Ciò che è sacro diviene anche inviolabile.
C’è l’idea che la potenza soprannaturale in esso inglobata si vendicherà se
minacciata, oltraggiata, colpita nell’entità concreta che la manifesta. Essa si
ritrova in tutte le manifestazioni religiose finora note. L’inviolabilità rende evidente
del perché il sacro è stato sempre anche uno strumento di potere in tutte le
società umane note, anche di quelle dette etnografiche o preistoriche perché non sono riuscite
a tramandarci una narrazione esplicita di loro stesse, ad esempio attraverso la
tradizione di un loro mito fondativo, e le conosciamo solo mediante altre
tracce, ad esempio archeologiche. Ogni potere sogna infatti l’inviolabilità e
quindi strumentalizza il sacro al fine di ottenerla. Fino all’avvento delle
democrazie contemporanee, tutti i poteri pubblici in Europa erano sacralizzati.

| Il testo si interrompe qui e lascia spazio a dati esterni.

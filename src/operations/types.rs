//! Shared parameter types for studio operations.

use crate::error::{Result, StudioError};
use base64::Engine;
use serde::{Deserialize, Serialize};

/// Accepted range for `num_results`.
pub const NUM_RESULTS_RANGE: (u32, u32) = (1, 4);
/// Accepted range for HD `steps_num`.
pub const STEPS_RANGE: (u32, u32) = (20, 50);
/// Accepted range for HD `text_guidance_scale`.
pub const GUIDANCE_RANGE: (f64, f64) = (1.0, 10.0);

/// Clamps a requested result count into the range the service accepts.
pub fn clamp_num_results(n: u32) -> u32 {
    n.clamp(NUM_RESULTS_RANGE.0, NUM_RESULTS_RANGE.1)
}

/// Clamps refinement steps for HD generation.
pub fn clamp_steps(steps: u32) -> u32 {
    steps.clamp(STEPS_RANGE.0, STEPS_RANGE.1)
}

/// Clamps the text guidance scale for HD generation.
pub fn clamp_guidance(scale: f64) -> f64 {
    scale.clamp(GUIDANCE_RANGE.0, GUIDANCE_RANGE.1)
}

pub(crate) fn encode_base64(data: &[u8]) -> String {
    base64::engine::general_purpose::STANDARD.encode(data)
}

/// Source image for operations that accept either an upload or a remote URL.
#[derive(Debug, Clone, PartialEq, Eq)]
pub enum ImagePayload {
    /// Raw image bytes, base64-encoded for transport.
    Bytes(Vec<u8>),
    /// A URL previously returned by the service.
    Url(String),
}

impl ImagePayload {
    /// Returns true if the payload carries no usable data.
    pub fn is_empty(&self) -> bool {
        match self {
            Self::Bytes(data) => data.is_empty(),
            Self::Url(url) => url.trim().is_empty(),
        }
    }
}

/// Wire form of an [`ImagePayload`]: exactly one of `file` / `image_url`.
#[derive(Debug, Default, Serialize)]
pub(crate) struct ImageSource {
    #[serde(skip_serializing_if = "Option::is_none")]
    pub file: Option<String>,
    #[serde(skip_serializing_if = "Option::is_none")]
    pub image_url: Option<String>,
}

impl ImageSource {
    pub(crate) fn from_payload(payload: Option<&ImagePayload>) -> Result<Self> {
        match payload {
            Some(p) if !p.is_empty() => Ok(match p {
                ImagePayload::Bytes(data) => Self {
                    file: Some(encode_base64(data)),
                    image_url: None,
                },
                ImagePayload::Url(url) => Self {
                    file: None,
                    image_url: Some(url.clone()),
                },
            }),
            _ => Err(StudioError::InvalidRequest(
                "either image bytes or an image URL must be provided".into(),
            )),
        }
    }
}

/// Encodes a required binary field, rejecting empty input.
pub(crate) fn require_bytes(field: &str, data: &[u8]) -> Result<String> {
    if data.is_empty() {
        return Err(StudioError::InvalidRequest(format!("{field} must not be empty")));
    }
    Ok(encode_base64(data))
}

/// How the product is positioned inside a lifestyle shot.
#[derive(Debug, Clone, Copy, Default, PartialEq, Eq, Serialize, Deserialize)]
#[serde(rename_all = "snake_case")]
pub enum PlacementType {
    /// Keep the product where it is in the source image.
    #[default]
    Original,
    /// Let the service choose placements.
    Automatic,
    /// Place at one or more named positions.
    ManualPlacement,
    /// Surround the product with explicit padding.
    ManualPadding,
    /// Place at explicit size and coordinates.
    CustomCoordinates,
}

impl PlacementType {
    /// Returns the wire name.
    pub fn as_str(&self) -> &'static str {
        match self {
            Self::Original => "original",
            Self::Automatic => "automatic",
            Self::ManualPlacement => "manual_placement",
            Self::ManualPadding => "manual_padding",
            Self::CustomCoordinates => "custom_coordinates",
        }
    }

    /// Whether `shot_size` applies to this placement.
    pub fn uses_shot_size(&self) -> bool {
        matches!(
            self,
            Self::Automatic | Self::ManualPlacement | Self::CustomCoordinates
        )
    }

    /// Whether `manual_placement_selection` applies to this placement.
    pub fn uses_manual_selection(&self) -> bool {
        matches!(self, Self::ManualPlacement)
    }

    /// Whether `padding_values` applies to this placement.
    pub fn uses_padding(&self) -> bool {
        matches!(self, Self::ManualPadding)
    }

    /// Whether foreground size/location apply to this placement.
    pub fn uses_foreground_geometry(&self) -> bool {
        matches!(self, Self::CustomCoordinates)
    }
}

impl std::fmt::Display for PlacementType {
    fn fmt(&self, f: &mut std::fmt::Formatter<'_>) -> std::fmt::Result {
        write!(f, "{}", self.as_str())
    }
}

/// Named product positions for [`PlacementType::ManualPlacement`].
#[derive(Debug, Clone, Copy, Default, PartialEq, Eq, Serialize, Deserialize)]
#[serde(rename_all = "snake_case")]
#[allow(missing_docs)]
pub enum ManualPlacement {
    #[default]
    UpperLeft,
    UpperRight,
    BottomLeft,
    BottomRight,
    RightCenter,
    LeftCenter,
    UpperCenter,
    BottomCenter,
    CenterVertical,
    CenterHorizontal,
}

impl ManualPlacement {
    /// Returns the wire name.
    pub fn as_str(&self) -> &'static str {
        match self {
            Self::UpperLeft => "upper_left",
            Self::UpperRight => "upper_right",
            Self::BottomLeft => "bottom_left",
            Self::BottomRight => "bottom_right",
            Self::RightCenter => "right_center",
            Self::LeftCenter => "left_center",
            Self::UpperCenter => "upper_center",
            Self::BottomCenter => "bottom_center",
            Self::CenterVertical => "center_vertical",
            Self::CenterHorizontal => "center_horizontal",
        }
    }
}

/// Shadow style.
#[derive(Debug, Clone, Copy, Default, PartialEq, Eq, Serialize, Deserialize)]
#[serde(rename_all = "lowercase")]
pub enum ShadowType {
    /// Contact shadow under the product.
    #[default]
    Regular,
    /// Detached shadow for a floating look.
    Float,
}

impl ShadowType {
    /// Returns the wire name.
    pub fn as_str(&self) -> &'static str {
        match self {
            Self::Regular => "regular",
            Self::Float => "float",
        }
    }
}

/// How a generative-fill mask was produced.
#[derive(Debug, Clone, Copy, Default, PartialEq, Eq, Serialize, Deserialize)]
#[serde(rename_all = "lowercase")]
pub enum MaskType {
    /// Drawn by the user.
    #[default]
    Manual,
    /// Produced by automatic segmentation.
    Automatic,
}

impl MaskType {
    /// Returns the wire name.
    pub fn as_str(&self) -> &'static str {
        match self {
            Self::Manual => "manual",
            Self::Automatic => "automatic",
        }
    }
}

/// Output aspect ratios accepted by HD generation.
#[derive(Debug, Clone, Copy, Default, PartialEq, Eq, Serialize, Deserialize)]
pub enum AspectRatio {
    /// 1:1 square aspect ratio.
    #[default]
    #[serde(rename = "1:1")]
    Square,
    /// 2:3 portrait aspect ratio.
    #[serde(rename = "2:3")]
    TwoThree,
    /// 3:2 landscape aspect ratio.
    #[serde(rename = "3:2")]
    ThreeTwo,
    /// 3:4 standard portrait aspect ratio.
    #[serde(rename = "3:4")]
    StandardPortrait,
    /// 4:3 standard landscape aspect ratio.
    #[serde(rename = "4:3")]
    Standard,
    /// 4:5 portrait aspect ratio.
    #[serde(rename = "4:5")]
    FourFive,
    /// 5:4 landscape aspect ratio.
    #[serde(rename = "5:4")]
    FiveFour,
    /// 9:16 portrait (tall) aspect ratio.
    #[serde(rename = "9:16")]
    Portrait,
    /// 16:9 landscape (widescreen) aspect ratio.
    #[serde(rename = "16:9")]
    Landscape,
}

impl AspectRatio {
    /// Returns the aspect ratio as a string (e.g., "16:9").
    pub fn as_str(&self) -> &'static str {
        match self {
            Self::Square => "1:1",
            Self::TwoThree => "2:3",
            Self::ThreeTwo => "3:2",
            Self::StandardPortrait => "3:4",
            Self::Standard => "4:3",
            Self::FourFive => "4:5",
            Self::FiveFour => "5:4",
            Self::Portrait => "9:16",
            Self::Landscape => "16:9",
        }
    }

    /// Parses the `W:H` form.
    pub fn parse(s: &str) -> Option<Self> {
        [
            Self::Square,
            Self::TwoThree,
            Self::ThreeTwo,
            Self::StandardPortrait,
            Self::Standard,
            Self::FourFive,
            Self::FiveFour,
            Self::Portrait,
            Self::Landscape,
        ]
        .into_iter()
        .find(|ar| ar.as_str() == s.trim())
    }
}

impl std::fmt::Display for AspectRatio {
    fn fmt(&self, f: &mut std::fmt::Formatter<'_>) -> std::fmt::Result {
        write!(f, "{}", self.as_str())
    }
}

/// Rendering medium for HD generation.
#[derive(Debug, Clone, Copy, PartialEq, Eq, Serialize, Deserialize)]
#[serde(rename_all = "lowercase")]
pub enum Medium {
    /// Photographic output.
    Photography,
    /// Illustrative output.
    Art,
}

impl Medium {
    /// Returns the wire name.
    pub fn as_str(&self) -> &'static str {
        match self {
            Self::Photography => "photography",
            Self::Art => "art",
        }
    }
}

/// Drops blank optional strings so they are omitted from the body.
pub(crate) fn non_empty(value: &Option<String>) -> Option<String> {
    value
        .as_deref()
        .map(str::trim)
        .filter(|s| !s.is_empty())
        .map(str::to_string)
}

Nei momenti di transizione tra le civiltà
umane, quelli in cui esse evolvono più rapidamente, si vive anche una crisi
del sacro perché si viene modificando il senso attribuito all’esistenza
umana. Nell’attuale Occidente, e in particolare in Europa molto più che in ogni
altra parte del mondo, stiamo vivendo uno di questi periodi, detti anche passaggi
di fase storica. Ogni forma di potere pubblico e privato ne è coinvolta,
perché ogni forma di potere aveva (e continuerà ad avere in altre forme) una
sua sacralizzazione. In particolare ciò riguarda il potere ecclesiastico,
che nella nostra confessione religiosa è molto articolato e antico, avendo
quindi, in particolare nei riti, un sostrato di sacralità molto intenso.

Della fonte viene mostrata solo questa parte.